5. Characteristics of Moulting Hormone (MH) in Insects:
A. Chemical Nature:
Moulting hormone of insects is called ecdysone. This is of two types: α-ecdysone and β-ecdysone. These are formed from cholesterol (Figs. 99 and 100)
B. Site of Synthesis:
Protothoracic glands.
C. Route of Transport:
Ecdysone, following its synthesis is transported to the haemolymph, via binding proteins to target tissues.
D. Control and Inactivation:
The titre of hormone is controlled by inactivating the hormone. MH is inactivated principally by formation of sulphate conjugates and to some extent glycoside derivatives (Fig. 2.98.).
E. Function:
It not only functions during moulting but also during embryonic and adult stages of insect life cycle.
6. Characteristics of Juvenile Hormone (JH) in Insects:
A. Chemical Nature:
JH of two types, JH-I and JH-II. They arise from two homo- isoprenoid and one normal isoprenoid units (Figs. 2.101, 2.102).
B. Site of Synthesis:
Corpora allata of brain.
C. Route of Transport:
Following synthesis it is secreted into the haemolymph and via haemolymph it is transported to the target cells. The lipid soluble JH is transported by haemolymph in association with a hydrophilic carrier protein. Besides transporting, the protein also has a role in protecting the hormone from degradative enzymes.

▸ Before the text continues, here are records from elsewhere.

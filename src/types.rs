use std::fmt;

use crate::error::MergeError;

/// Timestamp type (milliseconds since epoch, signed so tombstone horizons can
/// reach below zero).
pub type Timestamp = i64;

/// Marker for "no deletion applies": any real tombstone end time is greater.
pub const NO_DELETION: Timestamp = i64::MIN;

/// The closed set of scalar types a measurement can carry.
#[derive(Debug, Clone, Copy, PartialEq, Eq, Hash)]
pub enum DataType {
    Bool,
    Int32,
    Int64,
    Float32,
    Float64,
    Text,
}

impl DataType {
    pub(crate) fn from_tag(tag: u8) -> Result<Self, MergeError> {
        Ok(match tag {
            0 => DataType::Bool,
            1 => DataType::Int32,
            2 => DataType::Int64,
            3 => DataType::Float32,
            4 => DataType::Float64,
            5 => DataType::Text,
            other => {
                return Err(MergeError::Corruption {
                    details: format!("Unknown data type tag {}", other),
                    series: None,
                    timestamp: None,
                })
            }
        })
    }

    pub(crate) fn tag(self) -> u8 {
        match self {
            DataType::Bool => 0,
            DataType::Int32 => 1,
            DataType::Int64 => 2,
            DataType::Float32 => 3,
            DataType::Float64 => 4,
            DataType::Text => 5,
        }
    }
}

/// A typed point value. Generic code dispatches on the variant once per chunk,
/// not per point.
#[derive(Debug, Clone, PartialEq)]
pub enum FieldValue {
    Bool(bool),
    Int32(i32),
    Int64(i64),
    Float32(f32),
    Float64(f64),
    Text(String),
}

impl FieldValue {
    pub fn data_type(&self) -> DataType {
        match self {
            FieldValue::Bool(_) => DataType::Bool,
            FieldValue::Int32(_) => DataType::Int32,
            FieldValue::Int64(_) => DataType::Int64,
            FieldValue::Float32(_) => DataType::Float32,
            FieldValue::Float64(_) => DataType::Float64,
            FieldValue::Text(_) => DataType::Text,
        }
    }
}

/// A single timestamped value as seen by the merge kernel.
#[derive(Debug, Clone, PartialEq)]
pub struct TimeValuePair {
    pub timestamp: Timestamp,
    pub value: FieldValue,
}

impl TimeValuePair {
    pub fn new(timestamp: Timestamp, value: FieldValue) -> Self {
        Self { timestamp, value }
    }
}

/// Identifies one measurement of one device ("series").
#[derive(Debug, Clone, PartialEq, Eq, Hash, PartialOrd, Ord)]
pub struct SeriesPath {
    pub device: String,
    pub measurement: String,
}

impl SeriesPath {
    pub fn new(device: impl Into<String>, measurement: impl Into<String>) -> Self {
        Self { device: device.into(), measurement: measurement.into() }
    }

    /// Parses `device.measurement`; the measurement is the part after the last dot.
    pub fn parse(full: &str) -> Result<Self, MergeError> {
        match full.rsplit_once('.') {
            Some((device, measurement)) if !device.is_empty() && !measurement.is_empty() => {
                Ok(Self::new(device, measurement))
            }
            _ => Err(MergeError::SeriesNotFound(full.to_string())),
        }
    }
}

impl fmt::Display for SeriesPath {
    fn fmt(&self, f: &mut fmt::Formatter<'_>) -> fmt::Result {
        write!(f, "{}.{}", self.device, self.measurement)
    }
}

#[cfg(test)]
mod tests {
    use super::*;

    #[test]
    fn test_series_path_roundtrip() {
        let p = SeriesPath::new("root.sg.d1", "s0");
        assert_eq!(p.to_string(), "root.sg.d1.s0");
        assert_eq!(SeriesPath::parse("root.sg.d1.s0").unwrap(), p);
    }

    #[test]
    fn test_series_path_rejects_bare_name() {
        assert!(SeriesPath::parse("nodots").is_err());
        assert!(SeriesPath::parse(".s0").is_err());
        assert!(SeriesPath::parse("d1.").is_err());
    }

    #[test]
    fn test_data_type_tags_roundtrip() {
        for dt in [
            DataType::Bool,
            DataType::Int32,
            DataType::Int64,
            DataType::Float32,
            DataType::Float64,
            DataType::Text,
        ] {
            assert_eq!(DataType::from_tag(dt.tag()).unwrap(), dt);
        }
        assert!(DataType::from_tag(17).is_err());
    }
}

D. Control and Inactivation:
After performing its functions, the JH undergoes inactivation through the activities of carboxyl-esterase and epoxidehydrase enzymes.
E. Functions:
The most important effects of JH include its morphogenetic role in maintaining the larval (or nymphal) state in immature insects. It also regulates, entirely distinct processes connected with reproductive maturation and activity in adults.